Asahan,Sekilasmedia.com-Bupati Kabupaten Asahan, Taufik Zainal Abidin, S.Sos., M.Si., menghadiri acara Penahbisan Pendeta Huria Kristen Batak Protestan (HKBP) yang berlangsung di Gereja HKBP Kisaran Kota, Minggu (26/07/2026) sekira pukul 13.20 WIB. Kehadiran Bupati didampingi sejumlah pimpinan Organisasi Perangkat Daerah (OPD) menjadi wujud nyata dukungan Pemerintah Kabupaten Asahan terhadap kehidupan beragama yang harmonis serta penguatan nilai-nilai toleransi di tengah masyarakat.
Acara sakral ini berjalan dengan khidmat dan penuh kehangatan, dihadiri langsung oleh Ephorus HKBP Pdt. Viktor Tinambunan beserta jajaran HKBP Pusat, para pendeta Resort Distrik XIII, Ketua Badan Musyawarah Antar Gereja (BAMAG) Kabupaten Asahan, para jemaat, serta tamu undangan lainnya. Suasana persaudaraan dan kebersamaan sangat terasa sepanjang rangkaian acara berlangsung.
Dalam sambutannya, Bupati Taufik Zainal Abidin menyampaikan ucapan selamat yang mendalam kepada para hamba Tuhan yang resmi ditahbiskan menjadi Pendeta HKBP. Ia menegaskan bahwa penahbisan bukan sekadar seremoni biasa, melainkan awal dari pengemban amanah besar untuk melayani umat dengan penuh kasih, ketulusan, dan pengabdian tulus. “Atas nama pribadi, keluarga, dan Pemerintah Kabupaten Asahan, saya ucapkan selamat melayani dan selamat mengemban panggilan mulia ini,” ujarnya.
Bupati juga menekankan bahwa Kabupaten Asahan adalah rumah bersama bagi seluruh masyarakat yang hidup dalam keberagaman agama dan keyakinan. Perbedaan tersebut bukanlah alasan perpecahan, melainkan kekuatan besar untuk bersatu membangun daerah menuju cita-cita Kabupaten Asahan yang Sejahtera, Religius, Maju, dan Berkelanjutan. Ia pun memberikan apresiasi tinggi atas kontribusi besar HKBP dalam pembangunan melalui pelayanan, pendidikan, kegiatan sosial, serta pembinaan karakter masyarakat.
Lebih lanjut, Bupati menyampaikan tiga pesan penting bagi para pendeta yang baru ditahbiskan. Pertama, senantiasa menjadi perekat persatuan dengan merangkul semua lapisan masyarakat tanpa membeda-bedakan dan terus menanamkan toleransi. Kedua, hadir menjadi pelayan di tengah berbagai persoalan umat mulai dari kemiskinan, kenakalan remaja, penyalahgunaan narkoba, hingga masalah keluarga.
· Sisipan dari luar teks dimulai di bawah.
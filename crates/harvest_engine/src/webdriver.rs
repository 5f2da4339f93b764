use fantoccini::elements::Element;
use fantoccini::error::CmdError;
use fantoccini::{Client, ClientBuilder, Locator};
use harvest_logging::{harvest_debug, harvest_info};

use crate::client::{ClientError, ClientErrorKind, PageClient, PageClientFactory};

#[derive(Debug, Clone)]
pub struct WebDriverSettings {
    /// Address of a running WebDriver server, e.g. chromedriver.
    pub webdriver_url: String,
    pub headless: bool,
}

impl Default for WebDriverSettings {
    fn default() -> Self {
        Self {
            webdriver_url: "http://localhost:4444".to_string(),
            headless: false,
        }
    }
}

/// Opens a fresh browser session per harvest run.
#[derive(Debug, Clone, Default)]
pub struct WebDriverClientFactory {
    settings: WebDriverSettings,
}

impl WebDriverClientFactory {
    pub fn new(settings: WebDriverSettings) -> Self {
        Self { settings }
    }

    fn capabilities(&self) -> serde_json::Map<String, serde_json::Value> {
        let mut caps = serde_json::Map::new();
        if self.settings.headless {
            caps.insert(
                "goog:chromeOptions".to_string(),
                serde_json::json!({ "args": ["--headless=new", "--disable-gpu"] }),
            );
            caps.insert(
                "moz:firefoxOptions".to_string(),
                serde_json::json!({ "args": ["-headless"] }),
            );
        }
        caps
    }
}

#[async_trait::async_trait]
impl PageClientFactory for WebDriverClientFactory {
    async fn connect(&self) -> Result<Box<dyn PageClient>, ClientError> {
        let mut builder = ClientBuilder::native();
        builder.capabilities(self.capabilities());
        let client = builder
            .connect(&self.settings.webdriver_url)
            .await
            .map_err(|err| {
                ClientError::new(
                    ClientErrorKind::WebDriver,
                    format!("connect to {}: {err}", self.settings.webdriver_url),
                )
            })?;
        harvest_info!("WebDriver session opened at {}", self.settings.webdriver_url);
        Ok(Box::new(WebDriverPageClient {
            client: Some(client),
            current_url: None,
        }))
    }
}

/// Page client backed by a real browser, for pages that render their content
/// with scripts after load.
pub struct WebDriverPageClient {
    client: Option<Client>,
    current_url: Option<String>,
}

impl WebDriverPageClient {
    fn session(&self) -> Result<&Client, ClientError> {
        self.client
            .as_ref()
            .ok_or_else(|| ClientError::new(ClientErrorKind::Released, ""))
    }

    async fn find(&self, selector: &str) -> Result<Option<Element>, ClientError> {
        match self.session()?.find(Locator::Css(selector)).await {
            Ok(element) => Ok(Some(element)),
            Err(err) if err.is_no_such_element() => Ok(None),
            Err(err) => Err(map_cmd_error(err)),
        }
    }
}

#[async_trait::async_trait]
impl PageClient for WebDriverPageClient {
    async fn navigate(&mut self, url: &str) -> Result<(), ClientError> {
        let session = self.session()?;
        session.goto(url).await.map_err(map_cmd_error)?;
        let landed = session
            .current_url()
            .await
            .map(|u| u.to_string())
            .unwrap_or_else(|_| url.to_string());
        harvest_debug!("WebDriver navigated to {}", landed);
        self.current_url = Some(landed);
        Ok(())
    }

    async fn query_text(&mut self, selector: &str) -> Result<Option<String>, ClientError> {
        match self.find(selector).await? {
            Some(element) => element.text().await.map(Some).map_err(map_cmd_error),
            None => Ok(None),
        }
    }

    async fn query_attribute(
        &mut self,
        selector: &str,
        attribute: &str,
    ) -> Result<Option<String>, ClientError> {
        match self.find(selector).await? {
            Some(element) => element.attr(attribute).await.map_err(map_cmd_error),
            None => Ok(None),
        }
    }

    async fn exists(&mut self, selector: &str) -> Result<bool, ClientError> {
        Ok(self.find(selector).await?.is_some())
    }

    fn current_url(&self) -> Option<&str> {
        self.current_url.as_deref()
    }

    async fn release(&mut self) -> Result<(), ClientError> {
        self.current_url = None;
        match self.client.take() {
            Some(client) => client.close().await.map_err(map_cmd_error),
            None => Ok(()),
        }
    }
}

fn map_cmd_error(err: CmdError) -> ClientError {
    ClientError::new(ClientErrorKind::WebDriver, err.to_string())
}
Ketiga, menjadi mitra strategis pemerintah dalam mendukung pembangunan di bidang pendidikan, kesehatan, sosial, dan ekonomi.
Bupati kembali menegaskan komitmen pemerintah untuk senantiasa menjaga kerukunan antarumat beragama sebagai modal utama keberhasilan pembangunan daerah. Diharapkan melalui momentum ini, para pendeta baru dapat menjadi pemimpin rohani yang membawa damai, harapan, dan semangat persaudaraan, sehingga kehidupan beragama di Asahan semakin rukun dan kondusif demi kemajuan bersama. Acara penahbisan berakhir dengan lancar, aman, dan penuh berkah.